Nationalists marking National Unity Day with a march in southeast Moscow. Pavel Golovkin

At least 5,000 nationalists have rallied for curbs on immigration in one of the largest such demonstrations in years in Moscow.

Activists shouted “Russia for Russians” and carried banners calling for “White Power” and “Orthodox Faith or Death” in a march from the Lyublino to the Marino metro station on the capital's southeast outskirts to commemorate the National Unity Day holiday on Thursday.

"The immigrants spit in our faces. I'm fed up with all this," said Anatoly Krovtov, a 65-year-old pensioner. Some teenaged skinheads made Nazi salutes and shouted "Glory to Russia."

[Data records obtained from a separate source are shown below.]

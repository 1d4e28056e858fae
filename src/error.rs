use std::path::PathBuf;

/// Errors that can occur when loading or validating configuration.
#[derive(Debug, thiserror::Error)]
pub enum ConfigError {
    #[error("failed to read config file {path}: {source}")]
    FileRead {
        path: PathBuf,
        source: std::io::Error,
    },

    #[error("failed to parse config JSON: {0}")]
    JsonParse(#[from] serde_json::Error),

    #[error("config validation error: {0}")]
    Validation(String),
}

/// Errors that stop a tournament. Strategy faults are not among them; those
/// are absorbed by fallback moves.
#[derive(Debug, thiserror::Error)]
pub enum TournamentError {
    #[error(transparent)]
    Config(#[from] ConfigError),

    #[error("game task failed: {0}")]
    GameTask(#[from] tokio::task::JoinError),
}

/// Errors that can occur while loading a strategy plugin.
#[derive(Debug, thiserror::Error)]
pub enum PluginError {
    #[error("failed to load library {path}: {source}")]
    Load {
        path: PathBuf,
        source: libloading::Error,
    },

    #[error("failed to find create_strategy function: {0}")]
    MissingSymbol(libloading::Error),

    #[error("create_strategy returned null")]
    NullPlugin,
}
//! Subprocess execution with a hard deadline.
//!
//! The trait is not tied to pip or python — it can run any external command.
//! The production implementation uses tokio; test doubles return canned
//! results without spawning processes.

use std::process::{ExitStatus, Stdio};
use std::time::Duration;

use anyhow::{Context, Result};
use tokio::io::AsyncReadExt;
use tokio::process::{ChildStderr, ChildStdout};

/// Result of one deadline-bound run.
///
/// `status` is `None` exactly when `timed_out` is true: the deadline fired
/// and the process was killed before exiting on its own. Output captured up
/// to that point is still available — callers decide whether a kill counts
/// as failure.
#[derive(Debug)]
pub struct RunResult {
    pub stdout: Vec<u8>,
    pub stderr: Vec<u8>,
    pub status: Option<ExitStatus>,
    pub timed_out: bool,
}

impl RunResult {
    /// True when the process ran to completion with a zero exit status.
    #[must_use]
    pub fn success(&self) -> bool {
        self.status.is_some_and(|s| s.success())
    }

    #[must_use]
    pub fn stdout_text(&self) -> String {
        String::from_utf8_lossy(&self.stdout).into_owned()
    }

    #[must_use]
    pub fn stderr_text(&self) -> String {
        String::from_utf8_lossy(&self.stderr).into_owned()
    }
}

/// Deadline-bound command execution, abstracted for test doubles.
#[allow(async_fn_in_trait)]
pub trait CommandRunner {
    /// Run `program` with `args`, killing it when `deadline` elapses.
    ///
    /// # Errors
    ///
    /// Returns an error if the process cannot be spawned or waited on. A
    /// deadline kill is NOT an error — it is reported via
    /// [`RunResult::timed_out`].
    async fn run(&self, program: &str, args: &[&str], deadline: Duration) -> Result<RunResult>;
}

/// Production `CommandRunner` — tokio process execution with guaranteed
/// kill on all platforms.
///
/// `tokio::time::timeout` around `.output().await` does NOT kill the child
/// when the timeout fires on Windows — the future is dropped but the OS
/// process keeps running. This implementation uses `tokio::select!` with an
/// explicit `child.kill()` to guarantee termination, then drains whatever
/// the process wrote before it died.
pub struct TokioCommandRunner;

/// Spawned drain task: reads a pipe to EOF. The pipe closes when the child
/// exits or is killed, so these tasks always finish after the select below.
fn drain_stdout(handle: Option<ChildStdout>) -> tokio::task::JoinHandle<Vec<u8>> {
    tokio::spawn(async move {
        let mut buf = Vec::new();
        if let Some(mut h) = handle {
            let _ = h.read_to_end(&mut buf).await;
        }
        buf
    })
}

fn drain_stderr(handle: Option<ChildStderr>) -> tokio::task::JoinHandle<Vec<u8>> {
    tokio::spawn(async move {
        let mut buf = Vec::new();
        if let Some(mut h) = handle {
            let _ = h.read_to_end(&mut buf).await;
        }
        buf
    })
}

impl CommandRunner for TokioCommandRunner {
    async fn run(&self, program: &str, args: &[&str], deadline: Duration) -> Result<RunResult> {
        let mut child = tokio::process::Command::new(program)
            .args(args)
            .stdout(Stdio::piped())
            .stderr(Stdio::piped())
            .kill_on_drop(true)
            .spawn()
            .with_context(|| format!("failed to spawn {program}"))?;

        // Drain stdout/stderr CONCURRENTLY with wait() to avoid pipe
        // deadlock: a child writing more than the OS pipe buffer (64KB
        // Linux, 4KB some Windows configs) blocks on write until we read.
        let stdout_task = drain_stdout(child.stdout.take());
        let stderr_task = drain_stderr(child.stderr.take());

        let (status, timed_out) = tokio::select! {
            status = child.wait() => {
                let status = status.with_context(|| format!("waiting for {program}"))?;
                (Some(status), false)
            }
            () = tokio::time::sleep(deadline) => {
                let _ = child.kill().await;
                (None, true)
            }
        };

        // Kill (or exit) closed the pipes; the drain tasks are done or about
        // to be. Await them to collect partial output.
        let stdout = stdout_task.await.unwrap_or_default();
        let stderr = stderr_task.await.unwrap_or_default();

        Ok(RunResult {
            stdout,
            stderr,
            status,
            timed_out,
        })
    }
}
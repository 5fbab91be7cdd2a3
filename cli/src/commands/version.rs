//! Version command

/// Run the version command.
pub fn run(json: bool) {
    let version = env!("CARGO_PKG_VERSION");

    if json {
        println!(r#"{{"version":"{version}"}}"#);
    } else {
        println!("loom {version}");
    }
}
//! Local smoke-test execution of the handler script.
//!
//! The handler is expected to hang waiting for the orchestration runtime
//! that is not present locally, and its third-party imports may only exist
//! in the remote runtime. Both conditions are therefore classified as
//! success — evidence the script started correctly — not as failures.

use std::path::{Path, PathBuf};
use std::process::ExitStatus;
use std::time::Duration;

use thiserror::Error;

use crate::command_runner::{CommandRunner, RunResult};
use crate::output::OutputContext;
use crate::validate::AppLayout;

/// Python package providing the app runtime SDK.
pub const SDK_PACKAGE: &str = "loom-app-sdk";
/// Import name the current SDK exposes.
const SDK_IMPORT: &str = "loom_app_sdk";
/// Import name used by apps written against the pre-rename SDK.
const LEGACY_IMPORT: &str = "weave_app_sdk";

/// Hard wall-clock deadline for the handler run.
pub const HANDLER_DEADLINE: Duration = Duration::from_secs(5);
/// Ceiling for pip installs; hitting it IS a failure, unlike the handler
/// deadline.
const INSTALL_DEADLINE: Duration = Duration::from_secs(300);

#[derive(Debug, Error)]
pub enum SandboxError {
    #[error("dependency install failed ({step}): {detail}")]
    DependencyInstall { step: &'static str, detail: String },

    #[error("handler execution failed: {detail}")]
    ExecutionFailed { detail: String },

    #[error("cannot stage handler copy: {0}")]
    Stage(#[source] std::io::Error),
}

/// Captured result of one handler run.
#[derive(Debug)]
pub struct ExecutionOutcome {
    pub stdout: String,
    pub stderr: String,
    pub timed_out: bool,
    pub status: Option<ExitStatus>,
}

impl From<RunResult> for ExecutionOutcome {
    fn from(result: RunResult) -> Self {
        Self {
            stdout: result.stdout_text(),
            stderr: result.stderr_text(),
            timed_out: result.timed_out,
            status: result.status,
        }
    }
}

/// How one captured output line is surfaced to the developer. Purely
/// cosmetic — never feeds into success/failure classification.
#[derive(Debug, Clone, Copy, PartialEq, Eq)]
pub enum LineClass {
    /// Contains a traceback marker — surfaced as an error.
    Error,
    /// Install noise or structured log output — dropped.
    Suppressed,
    /// Echoed verbatim.
    Echo,
}

#[must_use]
pub fn classify_line(line: &str) -> LineClass {
    if line.contains("Traceback") {
        return LineClass::Error;
    }
    let trimmed = line.trim_start();
    if line.contains("Requirement already satisfied")
        || ["[DEBUG]", "[INFO]", "[WARNING]", "[ERROR]"]
            .iter()
            .any(|prefix| trimmed.starts_with(prefix))
    {
        return LineClass::Suppressed;
    }
    LineClass::Echo
}

/// Decide whether an outcome counts as a real failure.
///
/// Clean exits pass. Deadline kills pass (the handler blocked on the absent
/// runtime, which means it started). `ModuleNotFoundError` passes (the
/// dependency may only exist remotely). Everything else is fatal.
///
/// # Errors
///
/// Returns [`SandboxError::ExecutionFailed`] for any other non-zero exit.
pub fn classify_outcome(outcome: &ExecutionOutcome) -> Result<(), SandboxError> {
    if outcome.timed_out {
        return Ok(());
    }
    match outcome.status {
        Some(status) if status.success() => Ok(()),
        _ if outcome.stderr.contains("ModuleNotFoundError") => Ok(()),
        Some(status) => Err(SandboxError::ExecutionFailed {
            detail: format!("{status}; stderr: {}", tail(&outcome.stderr)),
        }),
        None => Err(SandboxError::ExecutionFailed {
            detail: "process terminated without an exit status".to_string(),
        }),
    }
}

/// Write a patched working copy of the handler into `workdir`, rewriting
/// the legacy SDK import to the current one. No other content changes; the
/// original file is never touched.
///
/// # Errors
///
/// Returns [`SandboxError::Stage`] on any filesystem failure.
pub fn stage_handler(handler: &Path, workdir: &Path) -> Result<PathBuf, SandboxError> {
    let source = std::fs::read_to_string(handler).map_err(SandboxError::Stage)?;
    let patched = source.replace(LEGACY_IMPORT, SDK_IMPORT);
    std::fs::create_dir_all(workdir).map_err(SandboxError::Stage)?;
    let copy = workdir.join("app_run.py");
    std::fs::write(&copy, patched).map_err(SandboxError::Stage)?;
    Ok(copy)
}

/// Time-bounded local execution of an app's handler.
pub struct HandlerSandbox<R> {
    runner: R,
    workdir: PathBuf,
    deadline: Duration,
}

impl<R: CommandRunner> HandlerSandbox<R> {
    pub fn new(runner: R, workdir: PathBuf) -> Self {
        Self {
            runner,
            workdir,
            deadline: HANDLER_DEADLINE,
        }
    }

    #[must_use]
    pub fn with_deadline(mut self, deadline: Duration) -> Self {
        self.deadline = deadline;
        self
    }

    /// Run the full sandbox sequence: ensure the SDK, install the app's
    /// requirements, stage a patched copy, execute it under the deadline,
    /// classify.
    ///
    /// # Errors
    ///
    /// Returns [`SandboxError::DependencyInstall`] if either pip step
    /// fails, [`SandboxError::ExecutionFailed`] for a real handler failure.
    pub async fn run(
        &self,
        layout: &AppLayout,
        out: &OutputContext,
    ) -> Result<ExecutionOutcome, SandboxError> {
        out.info(&format!("ensuring {SDK_PACKAGE} is up to date"));
        let result = self
            .pip(
                "sdk",
                &["install", "--upgrade", SDK_PACKAGE, "--break-system-packages"],
                out,
            )
            .await?;
        check_install("sdk", &result)?;

        let requirements = layout.requirements.to_string_lossy().into_owned();
        out.info("installing handler requirements");
        let result = self
            .pip(
                "requirements",
                &[
                    "install",
                    "-r",
                    requirements.as_str(),
                    "--break-system-packages",
                ],
                out,
            )
            .await?;
        check_install("requirements", &result)?;

        let copy = stage_handler(&layout.handler, &self.workdir)?;
        out.info(&format!("running {}", copy.display()));
        let program = copy.to_string_lossy().into_owned();
        let result = self
            .runner
            .run("python3", &[program.as_str()], self.deadline)
            .await
            .map_err(|e| SandboxError::ExecutionFailed {
                detail: e.to_string(),
            })?;

        let outcome = ExecutionOutcome::from(result);
        echo_output(out, &outcome.stdout);
        echo_output(out, &outcome.stderr);
        if outcome.timed_out {
            out.info("handler hit the run deadline while waiting for the runtime (expected)");
        }
        classify_outcome(&outcome)?;
        Ok(outcome)
    }

    async fn pip(
        &self,
        step: &'static str,
        args: &[&str],
        out: &OutputContext,
    ) -> Result<RunResult, SandboxError> {
        let mut full = vec!["-m", "pip"];
        full.extend_from_slice(args);
        let result = self
            .runner
            .run("python3", &full, INSTALL_DEADLINE)
            .await
            .map_err(|e| SandboxError::DependencyInstall {
                step,
                detail: e.to_string(),
            })?;
        echo_output(out, &result.stdout_text());
        echo_output(out, &result.stderr_text());
        Ok(result)
    }
}

fn check_install(step: &'static str, result: &RunResult) -> Result<(), SandboxError> {
    if result.success() {
        return Ok(());
    }
    let detail = if result.timed_out {
        "install timed out".to_string()
    } else {
        tail(&result.stderr_text())
    };
    Err(SandboxError::DependencyInstall { step, detail })
}

fn echo_output(out: &OutputContext, text: &str) {
    for line in text.lines() {
        match classify_line(line) {
            LineClass::Error => out.error(line),
            LineClass::Suppressed => {}
            LineClass::Echo => {
                if !line.trim().is_empty() {
                    out.echo(line);
                }
            }
        }
    }
}

/// Last few lines of a capture, enough context to self-correct without
/// flooding the terminal.
fn tail(text: &str) -> String {
    let lines: Vec<&str> = text.lines().collect();
    let start = lines.len().saturating_sub(5);
    lines[start..].join("\n")
}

March organizers and anti-racist groups said the march was the largest in the capital in at least five years. Police said there were no reports of violence. City Hall authorized the rally.

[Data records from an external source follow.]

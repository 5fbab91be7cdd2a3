//! CLI argument parsing with clap derive

use anyhow::Result;
use clap::{Parser, Subcommand};

use crate::commands;
use crate::output::OutputContext;

/// Build, test, and publish apps for the Loom workflow platform
#[derive(Parser)]
#[command(
    name = "loom",
    version,
    propagate_version = true,
    subcommand_required = true,
    arg_required_else_help = true
)]
pub struct Cli {
    /// Output in JSON format
    #[arg(long, global = true)]
    pub json: bool,

    /// Suppress non-error output
    #[arg(short, long, global = true)]
    pub quiet: bool,

    /// Disable colored output
    #[arg(long, global = true, env = "NO_COLOR")]
    pub no_color: bool,

    #[command(subcommand)]
    pub command: Command,
}

#[derive(Subcommand)]
pub enum Command {
    /// Validate, test, and upload app directories
    #[command(subcommand)]
    App(commands::app::AppCommand),

    /// Live development against a remote workflow
    #[command(subcommand)]
    Dev(commands::dev::DevCommand),

    /// Show version
    Version,
}

impl Cli {
    /// Execute the CLI command.
    ///
    /// # Errors
    ///
    /// Returns an error if the command fails.
    pub async fn run(self) -> Result<()> {
        let Cli {
            json,
            quiet,
            no_color,
            command,
        } = self;
        match command {
            Command::Version => {
                commands::version::run(json);
                Ok(())
            }
            Command::App(cmd) => {
                let ctx = OutputContext::new(no_color, quiet);
                commands::app::run(&ctx, cmd).await
            }
            Command::Dev(cmd) => {
                let ctx = OutputContext::new(no_color, quiet);
                commands::dev::run(&ctx, cmd).await
            }
        }
    }
}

The number of participants at the annual Russian March was up by one-third from last year mainly because of a performance by Kolovrat, a rock group popular among nationalists, said Galina Kozhevnikova, whose anti-racist Sova center monitored the march.

Sova says the level of xenophobia in Russia is high but stable.

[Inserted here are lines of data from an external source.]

//! Live parameter sync — mirrors a local file into a remote workflow
//! parameter.
//!
//! Each detected change is pushed from a spawned task holding its own copy
//! of the workflow, so the poll never waits on the network. Two edits in
//! quick succession can therefore arrive out of order at the remote
//! service: consistency is last-arrival-wins, accepted as best-effort for a
//! development convenience. A failed push is logged and polling continues.

use std::collections::HashMap;
use std::path::{Path, PathBuf};
use std::time::Duration;

use loom_common::Workflow;
use thiserror::Error;
use tokio::time::MissedTickBehavior;
use url::Url;

use crate::client::{ApiError, LoomClient};
use crate::output::OutputContext;

/// Poll interval for local file changes.
pub const POLL_INTERVAL: Duration = Duration::from_secs(1);

/// Only Python code fields are editable through a sync session.
const SUPPORTED_ACTION: &str = "execute_python";
const SUPPORTED_FIELD: &str = "code";

#[derive(Debug, Error)]
pub enum SyncError {
    #[error("unsupported sync target: {0}")]
    UnsupportedTarget(String),

    #[error("workflow {workflow_id} has no {what} '{id}'")]
    TargetNotFound {
        workflow_id: String,
        what: &'static str,
        id: String,
    },

    #[error("cannot read {path}: {source}")]
    LocalFileRead {
        path: PathBuf,
        #[source]
        source: std::io::Error,
    },

    #[error("cannot seed {path}: {source}")]
    Seed {
        path: PathBuf,
        #[source]
        source: std::io::Error,
    },

    #[error(transparent)]
    Api(#[from] ApiError),
}

/// Target coordinates parsed from a pasted workflow UI URL.
#[derive(Debug, Clone, PartialEq, Eq)]
pub struct SyncTarget {
    pub workflow_id: String,
    pub action_id: String,
    pub field: String,
}

impl SyncTarget {
    /// Parse a URL of the form
    /// `https://…/workflows/{id}?action_id=…&action_name=execute_python&field=code`.
    ///
    /// # Errors
    ///
    /// Returns [`SyncError::UnsupportedTarget`] when the workflow id is
    /// absent or the `action_name`/`field` combination is anything other
    /// than `execute_python`/`code`.
    pub fn parse(raw: &str) -> Result<Self, SyncError> {
        let url =
            Url::parse(raw).map_err(|e| SyncError::UnsupportedTarget(format!("{raw}: {e}")))?;

        let segments: Vec<&str> = url.path_segments().map(Iterator::collect).unwrap_or_default();
        let workflow_id = segments
            .iter()
            .position(|s| *s == "workflows")
            .and_then(|i| segments.get(i + 1))
            .filter(|s| !s.is_empty())
            .ok_or_else(|| {
                SyncError::UnsupportedTarget(format!("no /workflows/{{id}} segment in {raw}"))
            })?
            .to_string();

        let query: HashMap<_, _> = url.query_pairs().collect();
        let action_id = query
            .get("action_id")
            .filter(|v| !v.is_empty())
            .ok_or_else(|| SyncError::UnsupportedTarget("missing action_id".to_string()))?
            .to_string();
        let action_name = query.get("action_name").map_or("", |v| v.as_ref());
        let field = query.get("field").map_or("", |v| v.as_ref());
        if action_name != SUPPORTED_ACTION || field != SUPPORTED_FIELD {
            return Err(SyncError::UnsupportedTarget(format!(
                "only action_name={SUPPORTED_ACTION} with field={SUPPORTED_FIELD} can be synced, \
                 got action_name={action_name} field={field}"
            )));
        }

        Ok(Self {
            workflow_id,
            action_id,
            field: field.to_string(),
        })
    }
}

/// Linear scan for the target action, then its parameter.
///
/// # Errors
///
/// Either miss is [`SyncError::TargetNotFound`].
fn locate(workflow: &Workflow, target: &SyncTarget) -> Result<(usize, usize), SyncError> {
    let action_idx = workflow
        .actions
        .iter()
        .position(|a| a.id == target.action_id)
        .ok_or_else(|| SyncError::TargetNotFound {
            workflow_id: workflow.id.clone(),
            what: "action",
            id: target.action_id.clone(),
        })?;
    let param_idx = workflow.actions[action_idx]
        .parameters
        .iter()
        .position(|p| p.name == target.field)
        .ok_or_else(|| SyncError::TargetNotFound {
            workflow_id: workflow.id.clone(),
            what: "parameter",
            id: target.field.clone(),
        })?;
    Ok((action_idx, param_idx))
}

/// One live sync session bound to a workflow parameter and a local file.
/// Lives for the duration of one `loom dev run`; terminated by a local read
/// error or external interruption — there is no stop command.
pub struct SyncSession {
    client: LoomClient,
    target: SyncTarget,
    local_path: PathBuf,
    poll_interval: Duration,
}

impl SyncSession {
    #[must_use]
    pub fn new(client: LoomClient, target: SyncTarget, code_dir: &Path) -> Self {
        let local_path = code_dir.join(format!(
            "{}_{}.py",
            target.workflow_id, target.action_id
        ));
        Self {
            client,
            target,
            local_path,
            poll_interval: POLL_INTERVAL,
        }
    }

    #[must_use]
    pub fn with_poll_interval(mut self, poll_interval: Duration) -> Self {
        self.poll_interval = poll_interval;
        self
    }

    /// File the session mirrors; seeded with the remote value on start.
    #[must_use]
    pub fn local_path(&self) -> &Path {
        &self.local_path
    }

    /// Fetch the workflow, locate the target parameter, seed the local
    /// file, then poll it until a read error or interruption.
    ///
    /// # Errors
    ///
    /// Fatal before the loop: fetch failures and [`SyncError::TargetNotFound`].
    /// Inside the loop only [`SyncError::LocalFileRead`] terminates; push
    /// failures are logged and polling continues.
    pub async fn run(self, out: &OutputContext) -> Result<(), SyncError> {
        let mut workflow = self.client.get_workflow(&self.target.workflow_id).await?;
        let (action_idx, param_idx) = locate(&workflow, &self.target)?;

        let seed = workflow.actions[action_idx].parameters[param_idx].value.clone();
        if let Some(parent) = self.local_path.parent() {
            tokio::fs::create_dir_all(parent)
                .await
                .map_err(|source| SyncError::Seed {
                    path: self.local_path.clone(),
                    source,
                })?;
        }
        tokio::fs::write(&self.local_path, &seed)
            .await
            .map_err(|source| SyncError::Seed {
                path: self.local_path.clone(),
                source,
            })?;

        out.success(&format!(
            "synced remote value to {}",
            self.local_path.display()
        ));
        out.info("edit the file to push changes; interrupt to stop");

        let mut last = seed;
        let mut ticker = tokio::time::interval(self.poll_interval);
        ticker.set_missed_tick_behavior(MissedTickBehavior::Delay);

        loop {
            ticker.tick().await;
            let current = tokio::fs::read_to_string(&self.local_path)
                .await
                .map_err(|source| SyncError::LocalFileRead {
                    path: self.local_path.clone(),
                    source,
                })?;
            if current == last {
                continue;
            }
            last.clone_from(&current);
            workflow.actions[action_idx].parameters[param_idx].value = current;

            // Dispatch with a value copy taken now; the poll resumes
            // immediately and never cancels an in-flight push.
            let client = self.client.clone();
            let push = workflow.clone();
            let push_out = out.clone();
            tokio::spawn(async move {
                match client.put_workflow(&push).await {
                    Ok(()) => push_out.success(&format!("pushed update to workflow {}", push.id)),
                    Err(err) => push_out.error(&format!("push failed: {err}")),
                }
            });
        }
    }
}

The number of racist murders in Moscow has fallen in recent years amid a police crackdown initiated after nationalists grew more critical of the government, Kozhevnikova said. A significant minority of the protesters at Thursday's march chanted anti-Kremlin slogans.

National Unity Day was introduced in 2005 to celebrate the defeat of Polish invaders in 1612 and replace a Communist celebration of the 1917 Revolution.

At least 10,000 activists of the Pro-Kremlin youth group Nashi held a rival rally in central Moscow, also dubbed Russian March, in which a mainly teenage crowd chanted pro-Kremlin slogans. (Reuters, MT)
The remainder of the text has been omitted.